If you really are stuck, then you have plenty of time to type it out for us …

4. Aug 20, 2008

dj023102

Gee you guys are difficult :)
it's all good just thought it was quicker to use word to type the query up, lets see how i go using latex
evaluate[Infinity ]\int[/-Infinity] [e]^{-x^2}.
does that make sense?
basically integrate e^(-x squared) with upper boundary of infinity and lower boundary of minus infinity.
The tutor wants to image the graph in 3D, the graph of the function
z = e^(-x^2) on the xz-plane. Then rotate this graph around the z-axis to get a bell shaped infinite surface hovering above the xy-plane. The solid chunk is in a space between the xy-plane and the shape looks like a bell.

When you intersect the bell with the infinite hollow cylinder of radius r and the z-axis as its central axis you get a finite hollow cylinder. How do you find the area of this finite hollow cylinder (this cylinder is lacking the caps on both ends, so the area of these caps don’t occur towards the area of the cylinder)
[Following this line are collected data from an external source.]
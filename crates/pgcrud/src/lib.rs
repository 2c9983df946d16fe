//! # pgcrud
//!
//! Column-list CRUD helpers for PostgreSQL.
//!
//! Give it a table, a list of columns, an optional condition and positional
//! parameters; it builds the parameterized statement, runs it on a pooled
//! connection and decodes the rows into ordered [`Record`]s.
//!
//! ## Pieces
//!
//! - [`StatementBuilder`]: pure SQL construction, one placeholder counter
//! - [`Executor`]: one round trip per call, with explicit [`Cancellation`]
//! - [`decode()`]: rows to [`Record`]s of typed [`Value`]s
//! - [`Database`]: the four operations wired together over a
//!   `deadpool-postgres` pool
//!
//! ```ignore
//! let (db, version) = pgcrud::Database::connect(&url).await?;
//! let rows = db.select(&["id", "name"], "users", "WHERE id = $1", &[&7_i64]).await?;
//! let touched = db.update("users", &["name", "tags.append"], "WHERE id = $3", &[&"ann", &"vip", &7_i64]).await?;
//! ```
//!
//! Log events are emitted through `tracing` under the `pgcrud.sql` and
//! `pgcrud` targets.

pub mod cancel;
pub mod client;
pub mod config;
pub mod database;
pub mod decode;
pub mod error;
pub mod executor;
pub mod pool;
pub mod statement;
pub mod value;

pub use cancel::{CancelHandle, Cancellation};
pub use client::{ConnectionSource, GenericClient, RowStream};
pub use config::DatabaseConfig;
pub use database::Database;
pub use decode::{ScanRow, decode};
pub use error::{DbError, DbResult, QueryCause};
pub use executor::Executor;
pub use pool::{create_pool, create_pool_from_config, create_pool_with_manager_config, create_pool_with_tls};
pub use statement::{ColumnRef, Dialect, Modifier, Placeholders, Statement, StatementBuilder, Verb};
pub use value::{Record, Value};

// Re-export driver crates used in the public API
pub use deadpool_postgres;
pub use tokio_postgres;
I have no idea where to start, I always thought a cylinder only has volume. Anyone have any ideas where to begin with this one?

5. Aug 20, 2008

Dick

You want the integral of e^(-x^2)*dx over all x, call it I. That's the same as the integral e^(-y^2)*dy. If you multiply them together you get I^2=integral e^(-(x^2+y^2))dxdy in the x-y plane. You can do this integral by changing to polar coordinates. I think that's what you want to do from your description.

6. Aug 21, 2008

dj023102

The question ask what is the area of a finite cylinder of radius r when it intersect the bell when the function z=e^(-x^2) is rotated around the z axis (to make the bell).
The area is A = pi times (f(x))^2
Is that what the question is asking i think, but is f(x) = e^(-x^2) or because it is rotated around the z axis i need to make x the subject so f(z) = square root of -In(z)
Does it really matter?

7. Aug 21, 2008

Dick

You find the area of that cylinder just like you find the area of any other cylinder. It's the height times the circumference.

8. Aug 21, 2008

dj023102

Yeah but which area should i use?

f(x) = e^(-x^2) or because it is rotated around the z axis i need to make x the subject so f(z) = square root of -In(z)

cos after that i need to calculate the volume of the cylinder by integrating the area with lower bound 0 and upper bound infinity. How would i go about using that? but firsty i need to know which function to use, any help there?

9. Aug 21, 2008

Dick

Once you rotate it x^2 becomes r^2=x^2+y^2. So the height of the cylinder is exp(-r^2). What's the radius? You are overthinking this.

10. Aug 21, 2008

dj023102

Ok the height of the exp(-r^2) is, but what about the area? thats is what i having the problem with. i am assuming that i should take the area of the circular disk and times it by the height (exp(-r^2)) and that will give me the volume.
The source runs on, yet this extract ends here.